- **The problem**:
Where a line in the records below includes "TriggerDirection", pull that line out.

- **Input data**:
//! CLI configuration from `perplab.toml`.
//!
//! Only paths live here; engine behaviour comes exclusively from the Play.

use serde::Deserialize;
use std::path::{Path, PathBuf};

#[derive(Debug, Clone, Deserialize)]
#[serde(default)]
pub struct CliConfig {
    /// Root of candle data: `{data_dir}/{symbol}/{tf}.parquet` (or `.csv`).
    pub data_dir: PathBuf,
    /// Root for run artifacts: `{artifacts_dir}/runs/...`.
    pub artifacts_dir: PathBuf,
}

impl Default for CliConfig {
    fn default() -> Self {
        Self {
            data_dir: PathBuf::from("data/candles"),
            artifacts_dir: PathBuf::from("data"),
        }
    }
}

impl CliConfig {
    /// Load from an explicit path, else `./perplab.toml`, else defaults.
    pub fn load(explicit: Option<&str>) -> Self {
        let path = explicit
            .map(PathBuf::from)
            .unwrap_or_else(|| PathBuf::from("perplab.toml"));
        match std::fs::read_to_string(&path) {
            Ok(text) => match toml::from_str(&text) {
                Ok(config) => config,
                Err(e) => {
                    eprintln!("warning: invalid {}: {e}; using defaults", path.display());
                    Self::default()
                }
            },
            Err(_) if explicit.is_some() => {
                eprintln!(
                    "warning: config {} not readable; using defaults",
                    path.display()
                );
                Self::default()
            }
            Err(_) => Self::default(),
        }
    }

    pub fn candle_path(&self, symbol: &str, tf_label: &str) -> (PathBuf, PathBuf) {
        let dir = self.data_dir.join(symbol);
        (
            dir.join(format!("{tf_label}.parquet")),
            dir.join(format!("{tf_label}.csv")),
        )
    }

    pub fn artifacts_root(&self) -> &Path {
        &self.artifacts_dir
    }
}

#[cfg(test)]
mod tests {
    use super::*;

    #[test]
    fn defaults_without_config_file() {
        let config = CliConfig::load(None);
        assert_eq!(config.data_dir, PathBuf::from("data/candles"));
    }

    #[test]
    fn parses_toml_overrides() {
        let config: CliConfig =
            toml::from_str("data_dir = \"/tmp/candles\"\nartifacts_dir = \"/tmp/out\"").unwrap();
        assert_eq!(config.data_dir, PathBuf::from("/tmp/candles"));
        assert_eq!(config.artifacts_dir, PathBuf::from("/tmp/out"));
    }

    #[test]
    fn candle_paths_by_symbol_and_tf() {
        let config = CliConfig::default();
        let (parquet, csv) = config.candle_path("BTCUSDT", "1h");
        assert!(parquet.ends_with("BTCUSDT/1h.parquet"));
        assert!(csv.ends_with("BTCUSDT/1h.csv"));
    }
}
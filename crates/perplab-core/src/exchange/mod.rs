//! The simulated exchange: Bybit-style linear perpetuals, isolated margin,
//! one-way mode.
//!
//! Each exec bar is processed as a fixed phase sequence over the bar's
//! 1-minute path: liquidation check, queued order triggers, open-position
//! TP/SL (stop-loss wins ties), funding settlement, mark-to-market. Signals
//! and new submissions happen afterwards, in the runner's sub-loop.

pub mod book;
pub mod ledger;
pub mod order;
pub mod position;

pub use book::OrderBook;
pub use ledger::{Ledger, LedgerSnapshot};
pub use order::{
    Fill, FillReason, Order, OrderId, OrderStatus, OrderType, RejectReason, Rejection, Side,
    TimeInForce, TriggerDirection,
};
pub use position::{roi_stop_price, Position};

use crate::bar::Bar;
use crate::error::{PerpLabError, Result};
use crate::play::AccountConfig;
use serde::{Deserialize, Serialize};

/// One row per closing fill, the source of `trades.parquet`.
#[derive(Debug, Clone, PartialEq, Serialize, Deserialize)]
pub struct ClosedTrade {
    pub trade_id: i64,
    pub entry_ts_ms: i64,
    pub exit_ts_ms: i64,
    pub side: Side,
    pub size_qty: f64,
    pub entry_price: f64,
    pub exit_price: f64,
    /// Exit fee plus the pro-rata share of the entry fee.
    pub fees_usdt: f64,
    /// Net of the fees above; funding is accounted at the ledger level.
    pub pnl_usdt: f64,
    pub exit_reason: FillReason,
    pub mae_usdt: f64,
    pub mfe_usdt: f64,
    pub leverage: f64,
}

/// Everything needed to submit one order.
#[derive(Debug, Clone, PartialEq)]
pub struct OrderRequest {
    pub side: Side,
    pub size_usdt: f64,
    pub order_type: OrderType,
    pub limit_price: Option<f64>,
    pub trigger_price: Option<f64>,
    pub trigger_direction: Option<TriggerDirection>,
    pub time_in_force: TimeInForce,
    pub reduce_only: bool,
    pub stop_loss: Option<f64>,
    pub take_profit: Option<f64>,
    pub leverage: f64,
}

impl OrderRequest {
    pub fn market(side: Side, size_usdt: f64, leverage: f64) -> Self {
        Self {
            side,
            size_usdt,
            order_type: OrderType::Market,
            limit_price: None,
            trigger_price: None,
            trigger_direction: None,
            time_in_force: TimeInForce::Gtc,
            reduce_only: false,
            stop_loss: None,
            take_profit: None,
            leverage,
        }
    }

    pub fn with_bracket(mut self, stop_loss: Option<f64>, take_profit: Option<f64>) -> Self {
        self.stop_loss = stop_loss;
        self.take_profit = take_profit;
        self
    }

    pub fn reduce_only(mut self) -> Self {
        self.reduce_only = true;
        self
    }
}

/// Result of a submission.
#[derive(Debug, Clone, PartialEq)]
pub enum SubmitOutcome {
    /// Market order executed immediately.
    Filled(Fill),
    /// Limit/stop order accepted into the book.
    Resting(OrderId),
    /// Rejected with a recorded reason; not an error.
    Rejected(RejectReason),
}

/// Per-bar result from [`Exchange::process_bar`].
#[derive(Debug, Clone)]
pub struct BarStep {
    pub fills: Vec<Fill>,
    pub liquidated: bool,
    pub ledger: LedgerSnapshot,
}

/// The exchange state for one run.
#[derive(Debug)]
pub struct Exchange {
    account: AccountConfig,
    book: OrderBook,
    position: Option<Position>,
    ledger: Ledger,
    next_order_id: OrderId,
    next_trade_id: i64,
    rejections: Vec<Rejection>,
    trades: Vec<ClosedTrade>,
    total_fees_usdt: f64,
    total_funding_usdt: f64,
}

const FUNDING_INTERVAL_MS: i64 = 8 * 60 * 60 * 1000;
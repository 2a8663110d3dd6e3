//! Risk layer: bracket pricing and order sizing.
//!
//! Translates a Play's risk model into a concrete stop-loss/take-profit
//! pair and an order notional, given the account state at signal time.

use crate::error::{PerpLabError, Result};
use crate::exchange::{roi_stop_price, Side};
use crate::play::{BracketRule, ExitMode, RiskModel, SizingRule};

/// Stop-loss and take-profit prices for an entry at `entry_price`.
///
/// `atr` is the value of the declared ATR feature at signal time; it is
/// only consulted by `atr_mult` rules. A NaN ATR there means the bracket
/// cannot be priced yet and the entry must be skipped (never silently
/// defaulted), signalled by `Ok(None)`.
pub fn bracket_prices(
    risk: &RiskModel,
    exit_mode: ExitMode,
    side: Side,
    entry_price: f64,
    leverage: f64,
    atr: f64,
) -> Result<Option<(Option<f64>, Option<f64>)>> {
    if exit_mode == ExitMode::Signal {
        // Signal mode never arms a bracket.
        return Ok(Some((None, None)));
    }

    let price_for = |rule: &BracketRule, adverse: bool| -> Option<f64> {
        match rule {
            BracketRule::RoiPct { pct } => {
                Some(roi_stop_price(side, entry_price, *pct, leverage, adverse))
            }
            BracketRule::PricePct { pct } => {
                let dir = side.sign() * if adverse { -1.0 } else { 1.0 };
                Some(entry_price * (1.0 + dir * pct / 100.0))
            }
            BracketRule::AtrMult { mult, .. } => {
                if !atr.is_finite() {
                    return None;
                }
                let dir = side.sign() * if adverse { -1.0 } else { 1.0 };
                Some(entry_price + dir * mult * atr)
            }
        }
    };

    let sl = match &risk.stop_loss {
        Some(rule) => match price_for(rule, true) {
            Some(p) => Some(p),
            None => return Ok(None),
        },
        None => None,
    };
    let tp = match &risk.take_profit {
        Some(rule) => match price_for(rule, false) {
            Some(p) => Some(p),
            None => return Ok(None),
        },
        None => None,
    };

    Ok(Some((sl, tp)))
}

/// Stop distance as a fraction of entry price, for risk-based sizing.
fn stop_distance_frac(rule: &BracketRule, leverage: f64, entry_price: f64, atr: f64) -> Option<f64> {
    match rule {
        BracketRule::RoiPct { pct } => Some(pct / 100.0 / leverage),
        BracketRule::PricePct { pct } => Some(pct / 100.0),
        BracketRule::AtrMult { mult, .. } => {
            if atr.is_finite() && entry_price > 0.0 {
                Some(mult * atr / entry_price)
            } else {
                None
            }
        }
    }
}

/// Outcome of sizing one intent.
#[derive(Debug, Clone, Copy, PartialEq)]
pub enum SizeOutcome {
    /// Submit an order of this notional.
    Sized { size_usdt: f64, leverage: f64 },
    /// Below the account minimum: a recorded signal rejection, not an error.
    BelowMin { size_usdt: f64 },
    /// Computed size is exactly zero; bypasses the min-notional gate and
    /// produces no order here.
    Zero,
}

/// Compute the order notional for an entry intent.
pub fn size_entry(
    risk: &RiskModel,
    equity_usdt: f64,
    available_usdt: f64,
    max_leverage: f64,
    min_notional_usdt: f64,
    entry_price: f64,
    atr: f64,
) -> Result<SizeOutcome> {
    let leverage = risk.sizing.leverage();
    let raw = match &risk.sizing {
        SizingRule::PercentEquity { pct, .. } => equity_usdt * pct / 100.0 * leverage,
        SizingRule::RiskBased { risk_pct, .. } => {
            let sl = risk.stop_loss.as_ref().ok_or_else(|| {
                PerpLabError::Config("risk_based sizing requires a stop_loss rule".into())
            })?;
            match stop_distance_frac(sl, leverage, entry_price, atr) {
                Some(frac) if frac > 0.0 => equity_usdt * risk_pct / 100.0 / frac * leverage,
                _ => return Ok(SizeOutcome::Zero),
            }
        }
        SizingRule::FixedUsdt { usdt, .. } => *usdt,
    };

    // Cap at what the account can actually margin.
    let size_usdt = raw.min(available_usdt * max_leverage).max(0.0);

    if size_usdt == 0.0 {
        return Ok(SizeOutcome::Zero);
    }
    if size_usdt < min_notional_usdt {
        return Ok(SizeOutcome::BelowMin { size_usdt });
    }
    Ok(SizeOutcome::Sized { size_usdt, leverage })
}

#[cfg(test)]
mod tests {
    use super::*;
    use crate::play::RiskModel;

    fn roi_risk() -> RiskModel {
        RiskModel {
            stop_loss: Some(BracketRule::RoiPct { pct: 2.0 }),
            take_profit: Some(BracketRule::RoiPct { pct: 4.0 }),
            sizing: SizingRule::PercentEquity {
                pct: 10.0,
                leverage: 3.0,
            },
        }
    }

    #[test]
    fn percent_equity_scales_with_leverage() {
        let out = size_entry(&roi_risk(), 10_000.0, 10_000.0, 10.0, 5.0, 50_000.0, f64::NAN)
            .unwrap();
        // 10% of 10k at 3x = 3000
        assert_eq!(
            out,
            SizeOutcome::Sized {
                size_usdt: 3_000.0,
                leverage: 3.0
            }
        );
    }

    #[test]
    fn size_caps_at_available_times_max_leverage() {
        let out = size_entry(&roi_risk(), 10_000.0, 100.0, 10.0, 5.0, 50_000.0, f64::NAN)
            .unwrap();
        assert_eq!(
            out,
            SizeOutcome::Sized {
                size_usdt: 1_000.0,
                leverage: 3.0
            }
        );
    }

    #[test]
    fn below_min_is_reported_not_sized() {
        let mut risk = roi_risk();
        risk.sizing = SizingRule::FixedUsdt {
            usdt: 3.0,
            leverage: 1.0,
        };
        let out = size_entry(&risk, 10_000.0, 10_000.0, 10.0, 5.0, 50_000.0, f64::NAN).unwrap();
        assert!(matches!(out, SizeOutcome::BelowMin { .. }));
    }

    #[test]
    fn zero_size_bypasses_the_gate() {
        let mut risk = roi_risk();
        risk.sizing = SizingRule::FixedUsdt {
            usdt: 0.0,
            leverage: 1.0,
        };
        let out = size_entry(&risk, 10_000.0, 10_000.0, 10.0, 5.0, 50_000.0, f64::NAN).unwrap();
        assert_eq!(out, SizeOutcome::Zero);
    }

    #[test]
    fn risk_based_size_uses_stop_distance() {
        let risk = RiskModel {
            stop_loss: Some(BracketRule::PricePct { pct: 1.0 }),
            take_profit: None,
            sizing: SizingRule::RiskBased {
                risk_pct: 1.0,
                leverage: 2.0,
            },
        };
        // Risking 1% of 10k = 100 over a 1% stop distance -> 10_000 * 2x
        let out = size_entry(&risk, 10_000.0, 1e12, 25.0, 5.0, 50_000.0, f64::NAN).unwrap();
        assert_eq!(
            out,
            SizeOutcome::Sized {
                size_usdt: 20_000.0,
                leverage: 2.0
            }
        );
    }

    #[test]
    fn roi_bracket_prices_depend_on_leverage() {
        let (sl, tp) = bracket_prices(
            &roi_risk(),
            ExitMode::FirstHit,
            Side::Long,
            50_000.0,
            3.0,
            f64::NAN,
        )
        .unwrap()
        .unwrap();
        assert!((sl.unwrap() - 50_000.0 * (1.0 - 0.02 / 3.0)).abs() < 1e-9);
        assert!((tp.unwrap() - 50_000.0 * (1.0 + 0.04 / 3.0)).abs() < 1e-9);
    }

    #[test]
    fn signal_mode_arms_no_bracket() {
        let out = bracket_prices(
            &roi_risk(),
            ExitMode::Signal,
            Side::Long,
            50_000.0,
            3.0,
            f64::NAN,
        )
        .unwrap()
        .unwrap();
        assert_eq!(out, (None, None));
    }

    #[test]
    fn atr_bracket_without_warm_atr_skips_entry() {
        let risk = RiskModel {
            stop_loss: Some(BracketRule::AtrMult {
                mult: 2.0,
                atr_key: "atr_14".into(),
            }),
            take_profit: None,
            sizing: SizingRule::PercentEquity {
                pct: 10.0,
                leverage: 1.0,
            },
        };
        let out = bracket_prices(
            &risk,
            ExitMode::FirstHit,
            Side::Long,
            50_000.0,
            1.0,
            f64::NAN,
        )
        .unwrap();
        assert!(out.is_none());

        let out = bracket_prices(&risk, ExitMode::FirstHit, Side::Long, 50_000.0, 1.0, 250.0)
            .unwrap()
            .unwrap();
        assert!((out.0.unwrap() - 49_500.0).abs() < 1e-9);
    }
}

- **Completed exercise**:
    TimeInForce, TriggerDirection,
    pub trigger_direction: Option<TriggerDirection>,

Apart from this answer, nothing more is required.